======== DATA RECORDS ========
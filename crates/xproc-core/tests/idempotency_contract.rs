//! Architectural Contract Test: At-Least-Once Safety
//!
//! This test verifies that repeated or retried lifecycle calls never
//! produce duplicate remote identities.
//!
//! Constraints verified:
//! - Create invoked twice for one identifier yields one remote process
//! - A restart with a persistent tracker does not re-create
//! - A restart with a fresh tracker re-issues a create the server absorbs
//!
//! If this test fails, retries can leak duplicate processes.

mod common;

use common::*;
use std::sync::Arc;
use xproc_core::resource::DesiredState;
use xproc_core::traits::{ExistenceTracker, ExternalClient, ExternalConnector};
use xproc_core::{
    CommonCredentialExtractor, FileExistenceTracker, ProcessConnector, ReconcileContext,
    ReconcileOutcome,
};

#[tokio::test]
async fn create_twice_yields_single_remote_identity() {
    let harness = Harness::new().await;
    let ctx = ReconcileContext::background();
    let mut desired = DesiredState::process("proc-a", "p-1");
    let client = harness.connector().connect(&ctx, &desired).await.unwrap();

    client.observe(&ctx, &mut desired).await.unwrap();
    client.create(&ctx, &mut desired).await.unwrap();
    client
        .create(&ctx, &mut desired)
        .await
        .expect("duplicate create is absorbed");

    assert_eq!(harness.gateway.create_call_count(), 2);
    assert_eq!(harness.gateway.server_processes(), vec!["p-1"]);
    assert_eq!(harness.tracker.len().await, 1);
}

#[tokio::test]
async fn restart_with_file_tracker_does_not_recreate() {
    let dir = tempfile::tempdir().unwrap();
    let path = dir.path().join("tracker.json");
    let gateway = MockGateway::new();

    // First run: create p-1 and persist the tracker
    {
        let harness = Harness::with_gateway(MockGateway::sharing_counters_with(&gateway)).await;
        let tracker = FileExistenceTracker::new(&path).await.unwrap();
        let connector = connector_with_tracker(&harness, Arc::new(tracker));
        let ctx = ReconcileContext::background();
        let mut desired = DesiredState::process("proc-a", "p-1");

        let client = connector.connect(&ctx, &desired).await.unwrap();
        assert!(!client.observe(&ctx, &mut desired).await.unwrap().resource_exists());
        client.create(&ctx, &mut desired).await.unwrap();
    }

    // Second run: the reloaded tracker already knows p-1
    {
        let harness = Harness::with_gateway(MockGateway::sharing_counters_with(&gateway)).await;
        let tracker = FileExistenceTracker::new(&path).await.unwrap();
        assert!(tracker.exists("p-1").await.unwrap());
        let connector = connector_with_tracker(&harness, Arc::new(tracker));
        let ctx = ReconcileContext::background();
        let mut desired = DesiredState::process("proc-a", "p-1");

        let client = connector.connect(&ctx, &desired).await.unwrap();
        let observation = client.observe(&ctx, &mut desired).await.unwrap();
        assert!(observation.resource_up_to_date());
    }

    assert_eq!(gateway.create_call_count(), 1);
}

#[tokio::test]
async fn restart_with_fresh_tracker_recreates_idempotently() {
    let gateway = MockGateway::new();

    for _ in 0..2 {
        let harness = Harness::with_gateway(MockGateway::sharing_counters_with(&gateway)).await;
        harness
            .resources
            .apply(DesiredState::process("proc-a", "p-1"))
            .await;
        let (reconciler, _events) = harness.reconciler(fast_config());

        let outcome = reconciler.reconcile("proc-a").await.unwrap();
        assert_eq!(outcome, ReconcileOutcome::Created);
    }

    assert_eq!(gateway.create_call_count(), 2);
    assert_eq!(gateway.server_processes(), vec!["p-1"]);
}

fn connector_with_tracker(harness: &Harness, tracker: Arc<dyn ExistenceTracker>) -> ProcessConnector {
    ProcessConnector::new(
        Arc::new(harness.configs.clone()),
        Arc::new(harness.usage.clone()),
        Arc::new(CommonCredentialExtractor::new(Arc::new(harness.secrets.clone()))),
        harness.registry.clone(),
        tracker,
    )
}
========
* [EXERCISE OBJECTIVE]:
Reproduce exactly the lines of the records above from the one with "the server absorbs" to the one with "let harness = Harness::new().await;", both included, and leave out everything else.

* [OUTPUT OF THE TASK]:
//! - A restart with a fresh tracker re-issues a create the server absorbs
//!
//! If this test fails, retries can leak duplicate processes.

mod common;

use common::*;
use std::sync::Arc;
use xproc_core::resource::DesiredState;
use xproc_core::traits::{ExistenceTracker, ExternalClient, ExternalConnector};
use xproc_core::{
    CommonCredentialExtractor, FileExistenceTracker, ProcessConnector, ReconcileContext,
    ReconcileOutcome,
};

#[tokio::test]
async fn create_twice_yields_single_remote_identity() {
    let harness = Harness::new().await;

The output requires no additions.